Fixing the TR header field using set_TR.m
The first requirement is that the source files for a participant be organized into numbered folders, ideally in a directory called "bold":
- participant_id
- bold
- 001
- 4D.nii
- 002
- 4D.nii
- 003
- 4D.nii
- 001
- bold
After this is done, you can use the MATLAB set_TR.m function to simultaneously rename the source files and set the TR to the correct value (you will, of course, have to know what the correct TR value is!). Data coming from the CTRC currently have the TR header field intialized to a value of 1.0, corresponding to a 1-second TR. SPM doesn't make use of the TR value from the header field, so this isn't a problem. However Freesurfer does use this value, so you may want to ensure that the header contains the correct TR value.

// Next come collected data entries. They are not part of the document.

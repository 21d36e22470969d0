use serde::{Deserialize, Serialize};
use thiserror::Error;

use crate::model::{CourseContent, EnrollmentProgress, LectureRef};

#[derive(Debug, Error, Clone, PartialEq, Eq)]
pub enum AggregateError {
    #[error("course has no lectures")]
    EmptyCourse,
}

#[derive(Debug, Clone, PartialEq, Eq, Serialize, Deserialize)]
pub struct ModuleAggregate {
    pub module_index: usize,
    pub completed: usize,
    pub total: usize,
    pub percent: u8,
}

/// Completion percentages derived from lecture-level flags.
#[derive(Debug, Clone, PartialEq, Eq, Serialize, Deserialize)]
pub struct ProgressAggregate {
    pub modules: Vec<ModuleAggregate>,
    pub completed: usize,
    pub total: usize,
    pub overall_percent: u8,
}

/// `completed / total` as a whole percentage, rounding half up.
fn rounded_percent(completed: usize, total: usize) -> u8 {
    debug_assert!(total > 0 && completed <= total);
    let percent = (completed * 200 + total) / (total * 2);
    u8::try_from(percent).unwrap_or(100)
}

/// Compute module and course completion percentages.
///
/// A module without lectures reports 100%.
///
/// # Errors
///
/// Returns `AggregateError::EmptyCourse` when the course has no lectures at all.
pub fn aggregate(
    content: &CourseContent,
    progress: &EnrollmentProgress,
) -> Result<ProgressAggregate, AggregateError> {
    let total = content.total_lectures();
    if total == 0 {
        return Err(AggregateError::EmptyCourse);
    }

    let modules: Vec<ModuleAggregate> = content
        .modules
        .iter()
        .enumerate()
        .map(|(module_index, module)| {
            let total = module.lectures.len();
            let completed = (0..total)
                .filter(|l| progress.is_lecture_completed(LectureRef::new(module_index, *l)))
                .count();
            let percent = if total == 0 {
                100
            } else {
                rounded_percent(completed, total)
            };
            ModuleAggregate {
                module_index,
                completed,
                total,
                percent,
            }
        })
        .collect();

    let completed = modules.iter().map(|m| m.completed).sum();
    Ok(ProgressAggregate {
        overall_percent: rounded_percent(completed, total),
        modules,
        completed,
        total,
    })
}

If you wish to simply inspect the values in a .nii file header, you can use a command-line FSL utility called fsledithd
:
fsledithd 4D.nii
This will open up the header information in the default text editor (nano), and you can browse the values for various fields:
<nifti_image nifti_type = 'NIFTI-1+' image_offset = '352' ndim = '4' nx = '64' ny = '64' nz = '29' nt = '256' dx = '3.3125' dy = '3.3125' dz = '4.1' dt = '1' datatype = '16' nbyper = '4' byteorder = 'LSB_FIRST' scl_slope = '1' scl_inter = '0' xyz_units = '2' time_units = '8' descrip = 'FSL5.0' aux_file = 'none' qform_code = '1' quatern_b = '0' quatern_c = '0' quatern_d = '0' qoffset_x = '-106' qoffset_y = '-94.133' qoffset_z = '-42.618' qfac = '1' sform_code = '1 sto_xyz_matrix = '3.3125 0 0 -106 0 3.3125 0 -94.133 0 0 4.1 -42.618 0 0 0 1' num_ext = '0' />
The above output gives information about the voxel dimensions in the x,y and z axes (dx, dy, dz are 3.3125, 3.3125 and 4.1 units, respectively). Those units are interpreted as millimeters, according to the xyz_units field value (2=mm). Similary, for the time dimension field, the value is set to 1 in this header, interpreted as seconds according to the time_units field (8=seconds; 16=milliseconds). Thus, according to this file header, the functional volumes were collected 1-second apart, which is not correct (the TR for this experiment was 2.047). This can be edited using fsledithd
by simply changing the dt field value from 1 to 2.047 (if you do so, you would then type ^O (ctrl-O) to save the changes, then ^X (ctrl-X) to exit the editor). However, a MATLAB script exists that will update the fields for multiple files belonging to the same individual.
This script, set_TR.m
can be found in the ubfs Scripts/Matlab folder. Ensure that this file can be found somewhere in your MATLAB path (e.g., copy it to your Documents/MATLAB folder)
First, open a terminal and start matlab:
matlab &
Your startup.m
script should run automatically, setting your path to include the most commonly used toolboxes in the process. Nonetheless, you should ensure that set_TR and other needed functions are indeed in your path:
help load_untouch_nii help set_TR
If either of these commands return a command not found type of message, ask for help in getting them permanently in your path. It could be simple matter of running a startup script (e.g., startup_spm8
).
Assuming that these files are in your path, the next step is to use MATLAB to navigate to the directory containing your participant data. For example, working with a data set on ubfs:
cd ~/ubfs/cpmcnorg/openfmri/test/1001
Now you are in the directory for participant 1001. There should be a bold subdirectory with one or more numbered directories below it, as described above. Move into the bold directory:
cd bold
Now you can run the set_TR command:
set_TR(2.047, [1 2 5 6], '4D.nii')
The above command would look for a file called '4D.nii' in directories 001, 002, 005 and 006, modify the NIfTI header file information to have a TR of 2.047 seconds, and then save the changed files to 'f.nii', leaving the originals unchanged (if your files are already called f.nii, they will be overwritten).